EXCERPTED DATA
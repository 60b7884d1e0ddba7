#![warn(missing_docs)]
#![warn(clippy::missing_docs_in_private_items)]

use std::fmt::Display;

use indexmap::IndexMap;
use serde::{Deserialize, Serialize};

/// A single student's identity and course grades, with no validation.
///
/// Courses enumerate in insertion order; re-adding a course overwrites its
/// grade in place without moving it. Equality considers only `name` and
/// `number`, never the courses.
#[derive(Clone, Debug, Default, Serialize, Deserialize)]
pub struct Student {
    /// Display name, immutable after construction.
    name:    String,
    /// Student number, always stored as text.
    number:  String,
    /// Course code -> grade, in insertion order.
    courses: IndexMap<String, f64>,
}

impl Student {
    /// Creates a new record -
    /// * `name` - the student's display name
    /// * `number` - the student number; integers and text alike are stored in
    ///   their canonical text form
    pub fn new(name: impl Into<String>, number: impl Display) -> Self {
        Self {
            name:    name.into(),
            number:  number.to_string(),
            courses: IndexMap::new(),
        }
    }

    /// Returns the student's display name.
    pub fn name(&self) -> &str {
        &self.name
    }

    /// Returns the student number as text.
    pub fn number(&self) -> &str {
        &self.number
    }

    /// Adds or overwrites the grade for `course`, keeping the course's
    /// original position on overwrite.
    pub fn add_grade(&mut self, course: impl Into<String>, grade: f64) {
        self.courses.insert(course.into(), grade);
    }

    /// Returns the student's name and number on separate labelled lines.
    pub fn display_student(&self) -> String {
        format!("Student Name: {}\nStudent Number: {}", self.name, self.number)
    }

    /// Returns a GPA summary formatted to 1 decimal place.
    ///
    /// The GPA is the arithmetic mean of every stored grade, passed and failed
    /// alike; with no courses recorded it is exactly `0.0`.
    pub fn display_gpa(&self) -> String {
        if self.courses.is_empty() {
            return format!("GPA of student {} is 0.0", self.name);
        }

        let gpa = self.courses.values().sum::<f64>() / self.courses.len() as f64;
        format!("GPA of student {} is {gpa:.1}", self.name)
    }

    /// Returns the course codes with a grade above 0.0, in insertion order.
    pub fn display_courses(&self) -> Vec<String> {
        self.courses
            .iter()
            .filter(|(_, grade)| **grade > 0.0)
            .map(|(course, _)| course.clone())
            .collect()
    }

    /// Iterates over every recorded course and its grade, in insertion order.
    pub fn courses(&self) -> impl Iterator<Item = (&str, f64)> {
        self.courses.iter().map(|(course, grade)| (course.as_str(), *grade))
    }
}

impl PartialEq for Student {
    /// Records are equal when name and number match exactly.
    fn eq(&self, other: &Self) -> bool {
        self.name == other.name && self.number == other.number
    }
}

impl Eq for Student {}
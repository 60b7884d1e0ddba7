#![warn(missing_docs)]
#![warn(clippy::missing_docs_in_private_items)]

use std::time::Duration;

/// Inclusive lower bound for a recorded grade.
pub const GRADE_MIN: f64 = 0.0;

/// Inclusive upper bound for a recorded grade.
pub const GRADE_MAX: f64 = 4.0;

/// Minimum number of characters in a valid course code.
pub const MIN_COURSE_LEN: usize = 3;

/// GPA a scholarship student must exceed to be eligible.
pub const ELIGIBILITY_THRESHOLD: f64 = 3.5;

/// Fixed delay applied by the deferred GPA demonstration.
pub const DEFERRED_GPA_DELAY: Duration = Duration::from_secs(1);
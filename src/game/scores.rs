use chrono::Local;
use log::{info, warn};
use serde::{Deserialize, Serialize};
use std::fs::{self, OpenOptions};
use std::io::{self, BufRead, BufReader, Write};
use std::path::{Path, PathBuf};

use crate::game::stage_stats::PerformanceSummary;

const SCORE_LOG_FILE: &str = "scores.jsonl";

/// One line of the local score log.
#[derive(Clone, Debug, PartialEq, Serialize, Deserialize)]
pub struct ScoreRecord {
    pub song_id: String,
    pub played_at: String,
    pub summary: PerformanceSummary,
}

impl ScoreRecord {
    pub fn now(song_id: &str, summary: PerformanceSummary) -> Self {
        Self {
            song_id: song_id.to_string(),
            played_at: Local::now().to_rfc3339(),
            summary,
        }
    }
}

/// Platform data directory location used when no explicit log path is set.
pub fn default_score_log_path() -> Option<PathBuf> {
    directories::ProjectDirs::from("", "", "stagehand")
        .map(|dirs| dirs.data_dir().join(SCORE_LOG_FILE))
}

pub fn append_record(path: &Path, record: &ScoreRecord) -> io::Result<()> {
    if let Some(dir) = path.parent()
        && !dir.as_os_str().is_empty()
    {
        fs::create_dir_all(dir)?;
    }
    let line = serde_json::to_string(record).map_err(io::Error::other)?;
    let mut file = OpenOptions::new().create(true).append(true).open(path)?;
    writeln!(file, "{line}")?;
    info!("Stored score for '{}' in {:?}", record.song_id, path);
    Ok(())
}

/// Reads every well-formed record; malformed lines are skipped with a warning.
pub fn load_records(path: &Path) -> io::Result<Vec<ScoreRecord>> {
    let file = fs::File::open(path)?;
    let mut records = Vec::new();
    for (idx, line) in BufReader::new(file).lines().enumerate() {
        let line = line?;
        if line.trim().is_empty() {
            continue;
        }
        match serde_json::from_str::<ScoreRecord>(&line) {
            Ok(record) => records.push(record),
            Err(e) => warn!("Skipping malformed score line {} in {:?}: {e}", idx + 1, path),
        }
    }
    Ok(records)
}

#[cfg(test)]
mod tests {
    use super::*;
    use crate::game::stage_stats::CompletionReason;

    #[test]
    fn records_round_trip_through_the_log() {
        let dir = tempfile::tempdir().expect("tempdir");
        let path = dir.path().join("nested").join(SCORE_LOG_FILE);
        let summary = PerformanceSummary {
            score: 120,
            max_combo: 24,
            total_notes: 24,
            final_life: 0.7,
            completion: CompletionReason::Cleared,
            ..Default::default()
        };
        append_record(&path, &ScoreRecord::now("glass-tide", summary.clone())).expect("append");
        append_record(&path, &ScoreRecord::now("glass-tide", PerformanceSummary::default()))
            .expect("append");
        fs::OpenOptions::new()
            .append(true)
            .open(&path)
            .and_then(|mut f| writeln!(f, "not json"))
            .expect("corrupt line");

        let records = load_records(&path).expect("load");
        assert_eq!(records.len(), 2, "malformed line should be skipped");
        assert_eq!(records[0].summary, summary);
        assert_eq!(records[1].song_id, "glass-tide");
        assert!(!records[0].played_at.is_empty());
    }
}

WORK TO BE COMPLETED
Would you transcribe the data above exactly as it stands?

OUTPUT FOR THIS EXERCISE
repository 60b7884d1e0ddba7
#![warn(missing_docs)]
#![warn(clippy::missing_docs_in_private_items)]

use std::fmt::Display;

use indexmap::IndexMap;
use serde::{Deserialize, Serialize};

/// A single student's identity and course grades, with no validation.
///
/// Courses enumerate in insertion order; re-adding a course overwrites its
/// grade in place without moving it. Equality considers only `name` and
/// `number`, never the courses.
#[derive(Clone, Debug, Default, Serialize, Deserialize)]
pub struct Student {
    /// Display name, immutable after construction.
    name:    String,
    /// Student number, always stored as text.
    number:  String,
    /// Course code -> grade, in insertion order.
    courses: IndexMap<String, f64>,
}

impl Student {
    /// Creates a new record -
    /// * `name` - the student's display name
    /// * `number` - the student number; integers and text alike are stored in
    ///   their canonical text form
    pub fn new(name: impl Into<String>, number: impl Display) -> Self {
        Self {
            name:    name.into(),
            number:  number.to_string(),
            courses: IndexMap::new(),
        }
    }

    /// Returns the student's display name.
    pub fn name(&self) -> &str {
        &self.name
    }

    /// Returns the student number as text.
    pub fn number(&self) -> &str {
        &self.number
    }

    /// Adds or overwrites the grade for `course`, keeping the course's
    /// original position on overwrite.
    pub fn add_grade(&mut self, course: impl Into<String>, grade: f64) {
        self.courses.insert(course.into(), grade);
    }

    /// Returns the student's name and number on separate labelled lines.
    pub fn display_student(&self) -> String {
        format!("Student Name: {}\nStudent Number: {}", self.name, self.number)
    }

    /// Returns a GPA summary formatted to 1 decimal place.
    ///
    /// The GPA is the arithmetic mean of every stored grade, passed and failed
    /// alike; with no courses recorded it is exactly `0.0`.
    pub fn display_gpa(&self) -> String {
        if self.courses.is_empty() {
            return format!("GPA of student {} is 0.0", self.name);
        }

        let gpa = self.courses.values().sum::<f64>() / self.courses.len() as f64;
        format!("GPA of student {} is {gpa:.1}", self.name)
    }

    /// Returns the course codes with a grade above 0.0, in insertion order.
    pub fn display_courses(&self) -> Vec<String> {
        self.courses
            .iter()
            .filter(|(_, grade)| **grade > 0.0)
            .map(|(course, _)| course.clone())
            .collect()
    }

    /// Iterates over every recorded course and its grade, in insertion order.
    pub fn courses(&self) -> impl Iterator<Item = (&str, f64)> {
        self.courses.iter().map(|(course, grade)| (course.as_str(), *grade))
    }
}

impl PartialEq for Student {
    /// Records are equal when name and number match exactly.
    fn eq(&self, other: &Self) -> bool {
        self.name == other.name && self.number == other.number
    }
}

impl Eq for Student {}
repository 60b7884d1e0ddba7
#![warn(missing_docs)]
#![warn(clippy::missing_docs_in_private_items)]

use std::time::Duration;

/// Inclusive lower bound for a recorded grade.
pub const GRADE_MIN: f64 = 0.0;

/// Inclusive upper bound for a recorded grade.
pub const GRADE_MAX: f64 = 4.0;

/// Minimum number of characters in a valid course code.
pub const MIN_COURSE_LEN: usize = 3;

/// GPA a scholarship student must exceed to be eligible.
pub const ELIGIBILITY_THRESHOLD: f64 = 3.5;

/// Fixed delay applied by the deferred GPA demonstration.
pub const DEFERRED_GPA_DELAY: Duration = Duration::from_secs(1);
filename src/game/scores.rs
use chrono::Local;
use log::{info, warn};
use serde::{Deserialize, Serialize};
use std::fs::{self, OpenOptions};
use std::io::{self, BufRead, BufReader, Write};
use std::path::{Path, PathBuf};

use crate::game::stage_stats::PerformanceSummary;

const SCORE_LOG_FILE: &str = "scores.jsonl";

/// One line of the local score log.
#[derive(Clone, Debug, PartialEq, Serialize, Deserialize)]
pub struct ScoreRecord {
    pub song_id: String,
    pub played_at: String,
    pub summary: PerformanceSummary,
}

impl ScoreRecord {
    pub fn now(song_id: &str, summary: PerformanceSummary) -> Self {
        Self {
            song_id: song_id.to_string(),
            played_at: Local::now().to_rfc3339(),
            summary,
        }
    }
}

/// Platform data directory location used when no explicit log path is set.
pub fn default_score_log_path() -> Option<PathBuf> {
    directories::ProjectDirs::from("", "", "stagehand")
        .map(|dirs| dirs.data_dir().join(SCORE_LOG_FILE))
}

pub fn append_record(path: &Path, record: &ScoreRecord) -> io::Result<()> {
    if let Some(dir) = path.parent()
        && !dir.as_os_str().is_empty()
    {
        fs::create_dir_all(dir)?;
    }
    let line = serde_json::to_string(record).map_err(io::Error::other)?;
    let mut file = OpenOptions::new().create(true).append(true).open(path)?;
    writeln!(file, "{line}")?;
    info!("Stored score for '{}' in {:?}", record.song_id, path);
    Ok(())
}

/// Reads every well-formed record; malformed lines are skipped with a warning.
pub fn load_records(path: &Path) -> io::Result<Vec<ScoreRecord>> {
    let file = fs::File::open(path)?;
    let mut records = Vec::new();
    for (idx, line) in BufReader::new(file).lines().enumerate() {
        let line = line?;
        if line.trim().is_empty() {
            continue;
        }
        match serde_json::from_str::<ScoreRecord>(&line) {
            Ok(record) => records.push(record),
            Err(e) => warn!("Skipping malformed score line {} in {:?}: {e}", idx + 1, path),
        }
    }
    Ok(records)
}

#[cfg(test)]
mod tests {
    use super::*;
    use crate::game::stage_stats::CompletionReason;

    #[test]
    fn records_round_trip_through_the_log() {
        let dir = tempfile::tempdir().expect("tempdir");
        let path = dir.path().join("nested").join(SCORE_LOG_FILE);
        let summary = PerformanceSummary {
            score: 120,
            max_combo: 24,
            total_notes: 24,
            final_life: 0.7,
            completion: CompletionReason::Cleared,
            ..Default::default()
        };
        append_record(&path, &ScoreRecord::now("glass-tide", summary.clone())).expect("append");
        append_record(&path, &ScoreRecord::now("glass-tide", PerformanceSummary::default()))
            .expect("append");
        fs::OpenOptions::new()
            .append(true)
            .open(&path)
            .and_then(|mut f| writeln!(f, "not json"))
            .expect("corrupt line");

        let records = load_records(&path).expect("load");
        assert_eq!(records.len(), 2, "malformed line should be skipped");
        assert_eq!(records[0].summary, summary);
        assert_eq!(records[1].song_id, "glass-tide");
        assert!(!records[0].played_at.is_empty());
    }
}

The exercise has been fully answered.